- **Material provided**:
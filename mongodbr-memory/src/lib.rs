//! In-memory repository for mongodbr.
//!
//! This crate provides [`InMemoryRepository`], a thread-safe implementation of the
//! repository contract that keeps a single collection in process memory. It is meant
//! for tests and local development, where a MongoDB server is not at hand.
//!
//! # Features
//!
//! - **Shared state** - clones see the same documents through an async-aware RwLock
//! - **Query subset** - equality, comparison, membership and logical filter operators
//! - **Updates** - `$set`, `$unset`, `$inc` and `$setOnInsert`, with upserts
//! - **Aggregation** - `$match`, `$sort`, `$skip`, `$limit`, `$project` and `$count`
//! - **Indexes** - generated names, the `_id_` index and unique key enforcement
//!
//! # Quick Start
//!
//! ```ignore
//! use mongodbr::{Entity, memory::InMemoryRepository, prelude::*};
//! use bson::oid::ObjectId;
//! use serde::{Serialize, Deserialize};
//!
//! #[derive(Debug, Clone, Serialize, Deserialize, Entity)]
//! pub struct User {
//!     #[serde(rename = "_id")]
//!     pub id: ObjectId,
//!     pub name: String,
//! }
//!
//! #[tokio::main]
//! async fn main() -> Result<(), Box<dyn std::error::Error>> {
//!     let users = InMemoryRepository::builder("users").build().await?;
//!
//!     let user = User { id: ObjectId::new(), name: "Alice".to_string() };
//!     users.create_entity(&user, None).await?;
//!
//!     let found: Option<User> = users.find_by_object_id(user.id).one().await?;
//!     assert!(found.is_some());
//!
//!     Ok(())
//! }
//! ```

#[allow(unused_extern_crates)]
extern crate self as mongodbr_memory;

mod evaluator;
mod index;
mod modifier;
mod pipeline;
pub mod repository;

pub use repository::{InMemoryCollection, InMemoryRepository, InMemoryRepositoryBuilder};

...

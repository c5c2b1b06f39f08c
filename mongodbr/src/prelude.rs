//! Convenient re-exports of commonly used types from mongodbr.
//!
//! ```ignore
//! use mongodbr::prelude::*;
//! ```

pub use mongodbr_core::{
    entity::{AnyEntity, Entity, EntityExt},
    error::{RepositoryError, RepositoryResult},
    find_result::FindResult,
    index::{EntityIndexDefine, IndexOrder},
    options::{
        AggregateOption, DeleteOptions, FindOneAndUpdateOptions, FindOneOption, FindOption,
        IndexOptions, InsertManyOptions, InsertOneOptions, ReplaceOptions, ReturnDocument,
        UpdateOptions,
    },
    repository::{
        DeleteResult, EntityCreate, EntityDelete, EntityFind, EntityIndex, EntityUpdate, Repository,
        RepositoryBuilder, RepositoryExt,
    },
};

- **Task description**: List every line above containing the word "ObjectId".

- **Exercise response**:
//! use bson::oid::ObjectId;
//!     pub id: ObjectId,
//!     let user = User { id: ObjectId::new(), name: "Alice".to_string() };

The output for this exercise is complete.